Zu den ausgestorbenen Berufen zählt man heute den Hungerkünstler (was nicht ganz stimmen kann, denn der ›Welthunger-Index‹ von 2018 berichtet von 821 Millionen Menschen, die auf der ganzen Welt hungern), aber ganz sicher wird einmal eine Zeit kommen, wo man die ›Ecotherapeuten‹ zu einer ausgestorbenen Spezies wird zählen können, weil die Menschen mit Hilfe des gesunden Menschenverstands darauf gekommen sind, was diese Coaches und Consultants eigentlich sind: Gaukler.
»Ich ging im Walde / So für mich hin, / Und nichts zu suchen / Das war mein Sinn.« (Goethe, 1815)

Aufgeweckt

Niedersachsens Umweltminister Olaf Lies liebt Kinder und den Lärm, den sie machen, wenn sie sich auf den Spielplätzen »austoben«. Dagegen ist nichts einzuwenden, wir waren alle einmal jung und haben gespielt, mehr oder minder laut.
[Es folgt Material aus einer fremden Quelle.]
//! Shared utilities for integration tests.

#![allow(dead_code)]

use std::convert::Infallible;
use std::net::SocketAddr;
use std::time::Duration;

use axum::{
    body::{Body, Bytes},
    extract::ConnectInfo,
    http::{header, Request, Response, StatusCode},
    routing::post,
    Router,
};
use futures_util::stream;
use relay_gateway::config::GatewayConfig;
use relay_gateway::http::GatewayServer;
use relay_gateway::lifecycle::Shutdown;
use serde_json::Value;
use tokio::net::TcpListener;

pub const TOKEN: &str = "test-token";

/// Defaults with a known token and no pacing between scrape pages.
pub fn test_config() -> GatewayConfig {
    let mut config = GatewayConfig::default();
    config.security.auth_token = TOKEN.to_string();
    config.scraper.pace_ms = 0;
    config
}

/// Serve `router` on an ephemeral loopback port.
pub async fn spawn_app(router: Router) -> SocketAddr {
    let listener = TcpListener::bind("127.0.0.1:0").await.unwrap();
    let addr = listener.local_addr().unwrap();
    tokio::spawn(async move {
        let _ = axum::serve(listener, router).await;
    });
    addr
}

/// Run a gateway on an ephemeral loopback port. Trigger the returned
/// coordinator to stop it.
pub async fn spawn_gateway(server: GatewayServer) -> (SocketAddr, Shutdown) {
    let listener = TcpListener::bind("127.0.0.1:0").await.unwrap();
    let addr = listener.local_addr().unwrap();
    let shutdown = Shutdown::new();
    let server_shutdown = shutdown.subscribe();
    tokio::spawn(async move {
        let _ = server.run(listener, server_shutdown).await;
    });
    (addr, shutdown)
}

pub fn client() -> reqwest::Client {
    reqwest::Client::builder().no_proxy().build().unwrap()
}

/// In-process request carrying `peer` as its socket address.
pub fn request_from(
    peer: &str,
    method: &str,
    uri: &str,
    token: Option<&str>,
    body: Option<Value>,
) -> Request<Body> {
    let mut builder = Request::builder().method(method).uri(uri);
    if let Some(token) = token {
        builder = builder.header(header::AUTHORIZATION, format!("Bearer {}", token));
    }
    let body = match body {
        Some(json) => {
            builder = builder.header(header::CONTENT_TYPE, "application/json");
            Body::from(json.to_string())
        }
        None => Body::empty(),
    };

    let mut request = builder.body(body).unwrap();
    let addr: SocketAddr = peer.parse().unwrap();
    request.extensions_mut().insert(ConnectInfo(addr));
    request
}

/// Loopback request with the test token.
pub fn authorized(method: &str, uri: &str, body: Value) -> Request<Body> {
    request_from("127.0.0.1:40000", method, uri, Some(TOKEN), Some(body))
}

pub async fn body_bytes(response: axum::response::Response) -> Bytes {
    axum::body::to_bytes(response.into_body(), usize::MAX).await.unwrap()
}

pub async fn body_json(response: axum::response::Response) -> Value {
    serde_json::from_slice(&body_bytes(response).await).unwrap()
}

/// Upstream that streams `b1`, `b2`, `b3` with a pause between chunks and
/// framing headers the gateway must not relay.
pub fn streaming_upstream() -> Router {
    Router::new().route(
        "/{*path}",
        post(|| async {
            let chunks = stream::unfold(1u8, |n| async move {
                if n > 3 {
                    return None;
                }
                tokio::time::sleep(Duration::from_millis(20)).await;
                Some((Ok::<_, Infallible>(Bytes::from(format!("b{}", n))), n + 1))
            });
            Response::builder()
                .status(StatusCode::OK)
                .header(header::CONTENT_TYPE, "application/json")
                .header(header::CONTENT_ENCODING, "identity")
                .header("x-upstream-trace", "t-1")
                .body(Body::from_stream(chunks))
                .unwrap()
        }),
    )
}

/// Upstream that sends `count` chunks `c0..` with `gap` before each one.
pub fn slow_upstream(count: u8, gap: Duration) -> Router {
    Router::new().route(
        "/{*path}",
        post(move || async move {
            let chunks = stream::unfold(0u8, move |n| async move {
                if n >= count {
                    return None;
                }
                tokio::time::sleep(gap).await;
                Some((Ok::<_, Infallible>(Bytes::from(format!("c{}", n))), n + 1))
            });
            Response::new(Body::from_stream(chunks))
        }),
    )
}

/// Upstream that sends one chunk and then stalls forever.
pub fn stalled_upstream() -> Router {
    Router::new().route(
        "/{*path}",
        post(|| async {
            let first = stream::once(async { Ok::<_, Infallible>(Bytes::from_static(b"partial")) });
            let chunks = futures_util::StreamExt::chain(first, stream::pending());
            Response::new(Body::from_stream(chunks))
        }),
    )
}

/// Upstream URL template pointing at `addr`.
pub fn upstream_template(addr: SocketAddr) -> String {
    format!("http://{}/v1beta/models/{{model}}:generateContent", addr)
}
Doch Lies geht weiter. Er behauptet, das Austoben sei Voraussetzung und Bedingung für »aufgeweckte Kinder«. Synonyme für »aufgeweckt« sind: geistig rege, schlau oder smart. Wenn ich mich richtig erinnere, habe ich, um dies zu erreichen, Bücher gelesen und über ihren Inhalt nachgedacht. Doch Lies geht weiter. Er behauptet, durch Austoben auf dem Spielplatz würde die »Grundlage« dafür gelegt, dass »junge Leute« sich später »engagieren«: in Vereinen, der Gesellschaft und »auch in der Politik«. Das ist, wie mein alter Deutschlehrer einst sagte, eine weit hergeholte Vorstellung.